Let me tell you a history, cleverly disguised as a story. Listen, child....stop squirming so, it won't take long.
That's better.
Now. There was a young lad, like yourself. Smart as a whip that likes the taste of the welts it raises on pale skin. He was born in death as few are these days. His first milk was the cooling blood off his mother's thighs, it whetted his appetite for revenge, the first strike of a blade against the stone. Still mewling, he was carted off to an orphanage.
In wizard tradition it is said that at the loss of innocence, a magical child releases a strange smell into the air, a cloying perfume of decayed flowers and rain. The smell hung around the boy's bassinet as he was set down on the doorstep of the orphanage.
No great hero begins his life with two living, happy parents. Unhappy childhood is the crucible in which great men emerge, free of attachment. Just like you child.

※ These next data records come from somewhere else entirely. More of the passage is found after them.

//! `seo variables` command implementation.

use clap::Args;

use seo_catalog::EntityType;

use super::engine::Engine;
use crate::GlobalArgs;
use crate::error::CliError;
use crate::output::Output;

/// Arguments for the variables command.
#[derive(Args)]
pub(crate) struct VariablesArgs {
    /// Entity type: product, category or cms_page.
    #[arg(long)]
    entity_type: EntityType,
}

impl VariablesArgs {
    /// Execute the variables command.
    pub(crate) fn execute(self, global: &GlobalArgs, version: &str) -> Result<(), CliError> {
        let output = Output::new();
        let engine = Engine::load(global, None, version)?;
        let processor = engine.processors().for_entity_type(self.entity_type);

        let variables = processor.available_variables();
        let width = variables.keys().map(String::len).max().unwrap_or(0) + 6;
        output.highlight(&format!("Variables for {}", self.entity_type));
        for (name, label) in &variables {
            output.data(&format!("{:<width$}{label}", format!("{{{{{name}}}}}")));
        }
        Ok(())
    }
}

Abandoned in his first breaths, the boy quickly learned to stand alone. He had allies, but no friends. His studies engrossed him and he had soon read through the small library available in the orphanage. Some read for pleasure, some read to know things. The boy read because he was devoid of the things others take for granted. Greedily, he tore into the books, tearing out their fleshy hearts, consumed what they had to offer and then moved on. He never read the same book twice.
The hard women who ruled over the gaggle of unwieldily boys watched him with no particular interest. He was removed, but others had been removed. He was smart, but others had been smart. They had a job to do and they did it efficiently and without complaint. Their favorites were the ones who ached for a mother figure and would gladly peel off their own skin for a moment of their attention.
Sometimes, the boy wondered if he should similarly crave such fleeting affections. The hard edged women left a bitter taste in his mouth. Submission was not built into his character. The lock of his mother's hair that someone had seen fit to send with him to orphanage stayed in his pocket. He felt no particular sentiment when he held it up to the light. He kept it, nonetheless.
Some would say that the boy hated the orphanage, that it turned him cold inside. He was born into the frost of death, he was never warm. He did not hate the orphanage anymore then he hated anything else. His passions were glacial, moving with destructive, meticulous precision. The mere environment did not move him to any particular feeling.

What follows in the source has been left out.